The court said that a reasonable observer of Mercer County's display would appreciate “the role religion has played in our governmental institutions, and finds it historically appropriate and traditionally acceptable for a state to include religious influences, even in the form of sacred texts, in honoring American traditions.”

Interestingly, the Sixth Circuit went even further concerning the ACLU and its mission when it concluded: “The ACLU, an organization whose mission is ‘to ensure that . . . the government [is kept] out of the religion business,' does not embody the reasonable person.”

Consider this quote from the Sixth Circuit opinion:  “If the reasonable observer perceived all government references to the Deity as endorsements, then many of our Nation's cherished traditions would be unconstitutional, including the Declaration of Independence and the national motto. Fortunately, the reasonable person is not a hyper-sensitive plaintiff.  Instead, he appreciates the role religion has played in our governmental institutions, and finds it historically appropriate and traditionally acceptable for a state to include religious influences, even in the form of sacred texts, in honoring American legal traditions.”

These cases clearly show that the Constitution does not require that we strip the public square of all vestiges of our religious heritage and traditions. In fact, these decisions also reassert what the Supreme Court has consistently held: that religion is closely tied to our history and government.

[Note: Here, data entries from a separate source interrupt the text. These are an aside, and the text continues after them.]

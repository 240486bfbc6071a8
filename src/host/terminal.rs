//! Terminal implementation of the host environment
//!
//! Stands in for the messaging client: modals are centered dialogs that block
//! until answered, the main button is a bar at the bottom of the screen and
//! outbound messages are collected in an outbox.

use super::traits::{ColorScheme, HostEnvironment, HostUser, ThemeParams};
use crate::config::FormConfig;
use crate::error::HostError;
use crate::state::MainButtonState;
use crate::ui::{self, FormView, ModalDialog, ModalResponse};
use anyhow::Result;
use async_trait::async_trait;
use crossterm::event::{self, Event, KeyEventKind};
use ratatui::{backend::Backend, Terminal};
use std::sync::{Mutex, MutexGuard};
use std::time::Duration;

/// Poll interval while a modal is waiting for input
const MODAL_POLL: Duration = Duration::from_millis(100);

struct Surface<B: Backend> {
    terminal: Terminal<B>,
    last_view: Option<FormView>,
    main_button: MainButtonState,
    outbox: Vec<String>,
    closed: bool,
    expanded: bool,
    closing_confirmation: bool,
}

impl<B: Backend> Surface<B> {
    fn draw(&mut self, dialog: Option<&ModalDialog>) -> Result<()> {
        let Some(view) = self.last_view.as_ref() else {
            return Ok(());
        };
        let button = &self.main_button;
        self.terminal
            .draw(|frame| ui::draw(frame, view, button, dialog))?;
        Ok(())
    }
}

pub struct TerminalHost<B: Backend> {
    surface: Mutex<Surface<B>>,
    theme: Option<ThemeParams>,
    color_scheme: ColorScheme,
    user: Option<HostUser>,
}

impl<B: Backend> TerminalHost<B> {
    pub fn new(terminal: Terminal<B>, config: &FormConfig) -> Self {
        Self {
            surface: Mutex::new(Surface {
                terminal,
                last_view: None,
                main_button: MainButtonState::default(),
                outbox: Vec::new(),
                closed: false,
                expanded: false,
                closing_confirmation: false,
            }),
            theme: config.preview_theme.clone(),
            color_scheme: config.preview_color_scheme.unwrap_or_default(),
            user: config.preview_user.clone(),
        }
    }

    fn surface(&self) -> MutexGuard<'_, Surface<B>> {
        self.surface.lock().unwrap_or_else(|poisoned| poisoned.into_inner())
    }

    /// Draw the form as it currently stands
    pub fn render(&self, view: FormView) -> Result<()> {
        let mut surface = self.surface();
        surface.last_view = Some(view);
        surface.draw(None)
    }

    pub fn is_closed(&self) -> bool {
        self.surface().closed
    }

    pub fn is_expanded(&self) -> bool {
        self.surface().expanded
    }

    pub fn closing_confirmation_enabled(&self) -> bool {
        self.surface().closing_confirmation
    }

    pub fn main_button(&self) -> MainButtonState {
        self.surface().main_button.clone()
    }

    /// Messages handed to the outbound channel so far
    pub fn take_outbox(&self) -> Vec<String> {
        std::mem::take(&mut self.surface().outbox)
    }

    /// Show a modal on top of the last frame and wait for an answer
    fn run_modal(&self, mut dialog: ModalDialog) -> Result<bool> {
        let mut surface = self.surface();
        loop {
            surface.draw(Some(&dialog))?;
            if !event::poll(MODAL_POLL)? {
                continue;
            }
            if let Event::Key(key) = event::read()? {
                if key.kind != KeyEventKind::Press {
                    continue;
                }
                if let ModalResponse::Answered(answer) = dialog.handle_key(key) {
                    return Ok(answer);
                }
            }
        }
    }
}

#[async_trait]
impl<B: Backend + Send> HostEnvironment for TerminalHost<B> {
    fn ready(&self) -> Result<(), HostError> {
        let surface = self.surface();
        let size = surface
            .terminal
            .size()
            .map_err(|e| HostError::NotReady(e.to_string()))?;
        if size.width == 0 || size.height == 0 {
            return Err(HostError::NotReady("terminal has no area".to_string()));
        }
        Ok(())
    }

    fn theme_params(&self) -> Option<ThemeParams> {
        self.theme.clone()
    }

    fn color_scheme(&self) -> ColorScheme {
        self.color_scheme
    }

    fn user(&self) -> Option<HostUser> {
        self.user.clone()
    }

    fn configure_main_button(&self, text: &str, color: &str) {
        let mut surface = self.surface();
        surface.main_button.text = text.to_string();
        surface.main_button.color = color.to_string();
    }

    fn set_main_button_visible(&self, visible: bool) {
        self.surface().main_button.visible = visible;
    }

    async fn show_alert(&self, message: &str) {
        if let Err(e) = self.run_modal(ModalDialog::Alert(message.to_string())) {
            tracing::warn!("Alert could not be shown: {e}");
        }
    }

    async fn show_confirm(&self, message: &str) -> bool {
        match self.run_modal(ModalDialog::confirm(message)) {
            Ok(answer) => answer,
            Err(e) => {
                tracing::warn!("Confirm could not be shown: {e}");
                false
            }
        }
    }

    fn send_data(&self, data: &str) -> Result<(), HostError> {
        let mut surface = self.surface();
        if surface.closed {
            return Err(HostError::ChannelRejected("view is closed".to_string()));
        }
        surface.outbox.push(data.to_string());
        tracing::info!(bytes = data.len(), "Outbound message queued");
        Ok(())
    }

    fn expand(&self) {
        let mut surface = self.surface();
        if let Err(e) = surface.terminal.autoresize() {
            tracing::warn!("Failed to resize terminal: {e}");
        }
        surface.expanded = true;
    }

    fn close(&self) {
        self.surface().closed = true;
    }

    fn enable_closing_confirmation(&self) {
        self.surface().closing_confirmation = true;
    }
}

Questions concerning the constitutionality of displaying the Ten Commandments will persist.  The Supreme Court decisions of 2005 haven't settled the issue.  The litigation continues.

At the ACLJ, we remain committed to working to protect the constitutionality of displaying the Ten Commandments and we know this issue eventually will make its way back to the Supreme Court once again.

Jay Sekulow is Chief Counsel of the American Center for Law and Justice, a constitutional law firm and advocacy organization based in Washington, D.C.